Global mappings

Global type mapping will replace any usage of an OpenAPI type in the api description to the given java type.

It is defined like below, and it should be added to the map/types section in the mapping.yaml which is a list of global type mappings.

A single global mapping can have the following properties:

- type: {source type} => {target type}
  generics:
    - {a generic type}
    - {another generic type}
  • type is required.

    • {source type} is the type name used in the OpenAPI description and names the type that should be replaced by {target type}. {target type} is the fully qualified class name of the java type that should be used instead of {source type}.

  • generics is optional. It defines the list of types that should be used as generic type parameters to the java type given by {target type}.

simple mapping

In the simplest form a global type mapping of an OpenAPI object schema like this one:

Book:
  type: object
  properties:
    isbn:
      type: string
    title:
      type: string

can be mapped to an existing Book java type/class by the following mapping:

- type: Book => com.github.hauner.openapi.oap.Book

It is also possible to use a predefined OpenAPI type in the from type of the type mapping:

- type: array => java.util.List

This tells the processor to us a java.util.List instead of the OpenAPI type array.

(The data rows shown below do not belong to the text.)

use serde::{Deserialize, Serialize};

/// Weather categories decoded from WMO weather interpretation codes
#[derive(Debug, Clone, Copy, PartialEq, Eq, Hash, Serialize, Deserialize, Default)]
pub enum WeatherType {
    #[default]
    ClearSky,
    MainlyClear,
    PartlyCloudy,
    Overcast,
    Foggy,
    DepositingRimeFog,
    LightDrizzle,
    ModerateDrizzle,
    DenseDrizzle,
    LightFreezingDrizzle,
    DenseFreezingDrizzle,
    SlightRain,
    ModerateRain,
    HeavyRain,
    LightFreezingRain,
    HeavyFreezingRain,
    SlightSnowFall,
    ModerateSnowFall,
    HeavySnowFall,
    SnowGrains,
    SlightRainShowers,
    ModerateRainShowers,
    ViolentRainShowers,
    SlightSnowShowers,
    HeavySnowShowers,
    ModerateThunderstorm,
    SlightHailThunderstorm,
    HeavyHailThunderstorm,
}

impl WeatherType {
    /// Category used for codes outside the WMO table
    pub const FALLBACK: WeatherType = WeatherType::ClearSky;

    /// Map a WMO code, returning `None` for codes outside the table
    pub fn try_from_wmo(code: i32) -> Option<Self> {
        let weather_type = match code {
            0 => WeatherType::ClearSky,
            1 => WeatherType::MainlyClear,
            2 => WeatherType::PartlyCloudy,
            3 => WeatherType::Overcast,
            45 => WeatherType::Foggy,
            48 => WeatherType::DepositingRimeFog,
            51 => WeatherType::LightDrizzle,
            53 => WeatherType::ModerateDrizzle,
            55 => WeatherType::DenseDrizzle,
            56 => WeatherType::LightFreezingDrizzle,
            57 => WeatherType::DenseFreezingDrizzle,
            61 => WeatherType::SlightRain,
            63 => WeatherType::ModerateRain,
            65 => WeatherType::HeavyRain,
            66 => WeatherType::LightFreezingRain,
            67 => WeatherType::HeavyFreezingRain,
            71 => WeatherType::SlightSnowFall,
            73 => WeatherType::ModerateSnowFall,
            75 => WeatherType::HeavySnowFall,
            77 => WeatherType::SnowGrains,
            80 => WeatherType::SlightRainShowers,
            81 => WeatherType::ModerateRainShowers,
            82 => WeatherType::ViolentRainShowers,
            85 => WeatherType::SlightSnowShowers,
            86 => WeatherType::HeavySnowShowers,
            95 => WeatherType::ModerateThunderstorm,
            96 => WeatherType::SlightHailThunderstorm,
            99 => WeatherType::HeavyHailThunderstorm,
            _ => return None,
        };
        Some(weather_type)
    }

    /// Map a WMO code, falling back to [`WeatherType::FALLBACK`] for unknown codes
    pub fn from_wmo(code: i32) -> Self {
        Self::try_from_wmo(code).unwrap_or(Self::FALLBACK)
    }

    pub fn description(&self) -> &'static str {
        match self {
            WeatherType::ClearSky => "Clear sky",
            WeatherType::MainlyClear => "Mainly clear",
            WeatherType::PartlyCloudy => "Partly cloudy",
            WeatherType::Overcast => "Overcast",
            WeatherType::Foggy => "Foggy",
            WeatherType::DepositingRimeFog => "Depositing rime fog",
            WeatherType::LightDrizzle => "Light drizzle",
            WeatherType::ModerateDrizzle => "Moderate drizzle",
            WeatherType::DenseDrizzle => "Dense drizzle",
            WeatherType::LightFreezingDrizzle => "Slight freezing drizzle",
            WeatherType::DenseFreezingDrizzle => "Dense freezing drizzle",
            WeatherType::SlightRain => "Slight rain",
            WeatherType::ModerateRain => "Rainy",
            WeatherType::HeavyRain => "Heavy rain",
            WeatherType::LightFreezingRain => "Light freezing rain",
            WeatherType::HeavyFreezingRain => "Heavy freezing rain",
            WeatherType::SlightSnowFall => "Slight snow fall",
            WeatherType::ModerateSnowFall => "Moderate snow fall",
            WeatherType::HeavySnowFall => "Heavy snow fall",
            WeatherType::SnowGrains => "Snow grains",
            WeatherType::SlightRainShowers => "Slight rain showers",
            WeatherType::ModerateRainShowers => "Moderate rain showers",
            WeatherType::ViolentRainShowers => "Violent rain showers",
            WeatherType::SlightSnowShowers => "Light snow showers",
            WeatherType::HeavySnowShowers => "Snow showers",
            WeatherType::ModerateThunderstorm => "Moderate thunderstorm",
            WeatherType::SlightHailThunderstorm => "Thunderstorm with slight hail",
            WeatherType::HeavyHailThunderstorm => "Thunderstorm with heavy hail",
        }
    }

    /// Icon identifier for the presentation layer
    pub fn icon(&self) -> &'static str {
        match self {
            WeatherType::ClearSky => "ic_sunny",
            WeatherType::MainlyClear | WeatherType::PartlyCloudy | WeatherType::Overcast => {
                "ic_cloudy"
            }
            WeatherType::Foggy | WeatherType::DepositingRimeFog => "ic_very_cloudy",
            WeatherType::LightDrizzle
            | WeatherType::ModerateDrizzle
            | WeatherType::DenseDrizzle
            | WeatherType::LightFreezingDrizzle
            | WeatherType::DenseFreezingDrizzle => "ic_rainshower",
            WeatherType::SlightRain
            | WeatherType::ModerateRain
            | WeatherType::HeavyRain
            | WeatherType::LightFreezingRain
            | WeatherType::HeavyFreezingRain => "ic_rainy",
            WeatherType::SlightSnowFall
            | WeatherType::ModerateSnowFall
            | WeatherType::SnowGrains
            | WeatherType::SlightSnowShowers => "ic_snowy",
            WeatherType::HeavySnowFall | WeatherType::HeavySnowShowers => "ic_heavysnow",
            WeatherType::SlightRainShowers
            | WeatherType::ModerateRainShowers
            | WeatherType::ViolentRainShowers => "ic_rainshower",
            WeatherType::ModerateThunderstorm => "ic_thunder",
            WeatherType::SlightHailThunderstorm | WeatherType::HeavyHailThunderstorm => {
                "ic_rainythunder"
            }
        }
    }

    /// Whether this type involves precipitation
    pub fn has_precipitation(&self) -> bool {
        !matches!(
            self,
            WeatherType::ClearSky
                | WeatherType::MainlyClear
                | WeatherType::PartlyCloudy
                | WeatherType::Overcast
                | WeatherType::Foggy
                | WeatherType::DepositingRimeFog
        )
    }
}

impl std::fmt::Display for WeatherType {
    fn fmt(&self, f: &mut std::fmt::Formatter<'_>) -> std::fmt::Result {
        write!(f, "{}", self.description())
    }
}
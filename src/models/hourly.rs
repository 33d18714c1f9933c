use super::weather_type::WeatherType;
use chrono::{NaiveDateTime, Timelike};
use serde::{Deserialize, Serialize};

/// Raw hourly forecast as parallel arrays, index `i` of every series is the same hour
#[derive(Debug, Clone, Default, PartialEq, Serialize, Deserialize)]
pub struct HourlySeries {
    pub time: Vec<String>,
    pub temperatures: Vec<f64>,
    pub weather_codes: Vec<i32>,
    pub wind_speeds: Vec<f64>,
    pub pressures: Vec<f64>,
    pub humidities: Vec<f64>,
}

impl HourlySeries {
    /// Number of hours, taken from the timestamp series
    pub fn len(&self) -> usize {
        self.time.len()
    }

    pub fn is_empty(&self) -> bool {
        self.time.is_empty()
    }

    /// Lengths of the measurement series, paired with their names
    pub fn measurement_lengths(&self) -> [(&'static str, usize); 5] {
        [
            ("temperature_2m", self.temperatures.len()),
            ("weathercode", self.weather_codes.len()),
            ("windspeed_10m", self.wind_speeds.len()),
            ("pressure_msl", self.pressures.len()),
            ("relativehumidity_2m", self.humidities.len()),
        ]
    }
}

/// A single reconstructed hour of forecast
#[derive(Debug, Clone, PartialEq, Serialize, Deserialize)]
pub struct HourlyRecord {
    pub time: NaiveDateTime,
    pub temperature_celsius: f64,
    pub pressure: f64,
    pub wind_speed: f64,
    pub humidity: f64,
    pub weather_type: WeatherType,
}

impl HourlyRecord {
    pub fn hour(&self) -> u32 {
        self.time.hour()
    }

    /// Time of day as `HH:MM`
    pub fn formatted_time(&self) -> String {
        self.time.format("%H:%M").to_string()
    }
}

impl std::fmt::Display for HourlyRecord {
    fn fmt(&self, f: &mut std::fmt::Formatter<'_>) -> std::fmt::Result {
        write!(
            f,
            "{} {} {}°C",
            self.formatted_time(),
            self.weather_type,
            self.temperature_celsius
        )
    }
}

The generics parameter is unnecessary in this special case. The processor knows java.util.List and will automatically use the items property of the array as the generic type.

  • OpenAPIs object type has no special handling if given as the {source type} type. The processor assumes that it is just a schema name, and it will only match if there is a schema with the name "object".

  • global type mappings do work on OpenAPI inline schemas using the automatically generated name. This is not recommended as a small change to the api description could change the inline name and break the mapping.

mapping with format

The basic types in OpenAPI can have a format modifier. For example the string type has two modifiers date and date-time to provide more detail of the type. In this case the kind of date that is represented as a string.

It is possible to create a global mapping that only matches a specific format by adding the format to the {source type} property value separated by a ':' like this:

- type: string:date-time => java.time.ZonedDateTime

This maps the string type with a date-time format from the default java.time.OffsetDateTime to java.time.ZonedDateTime. The mapping does not affect string without a format or string with other formats.

mapping with generic types

Type mapping allows to use a target type that has generic parameters. The generic types are given by the generics property of the mapping. generics is a list and can contain multiple types.

For example if a StringPage schema in the OpenAPI corresponds to org.springframework.data.domain.Page<java.lang.String>, it can be mapped to the Spring type by:

- type: StringPage => org.springframework.data.domain.Page
  generics:
    - java.lang.String

The processor will replace any use of StringPage with the {target type} type and add the generic types (in the given order) to the {target type} type.

In case of the example above the processor will create Page<String> instead of StringPage with an additional import for the generic type (.. ignoring imports on java.lang).

The processor does support only one level of generics. It is not possible to provide generic parameters to generic parameters.

To get a more compact description it is possible to write a shorter mapping by inlining the generic types:

- type: StringPage => org.springframework.data.domain.Page<java.lang.String>

This will generate the same code as the longer mapping version above.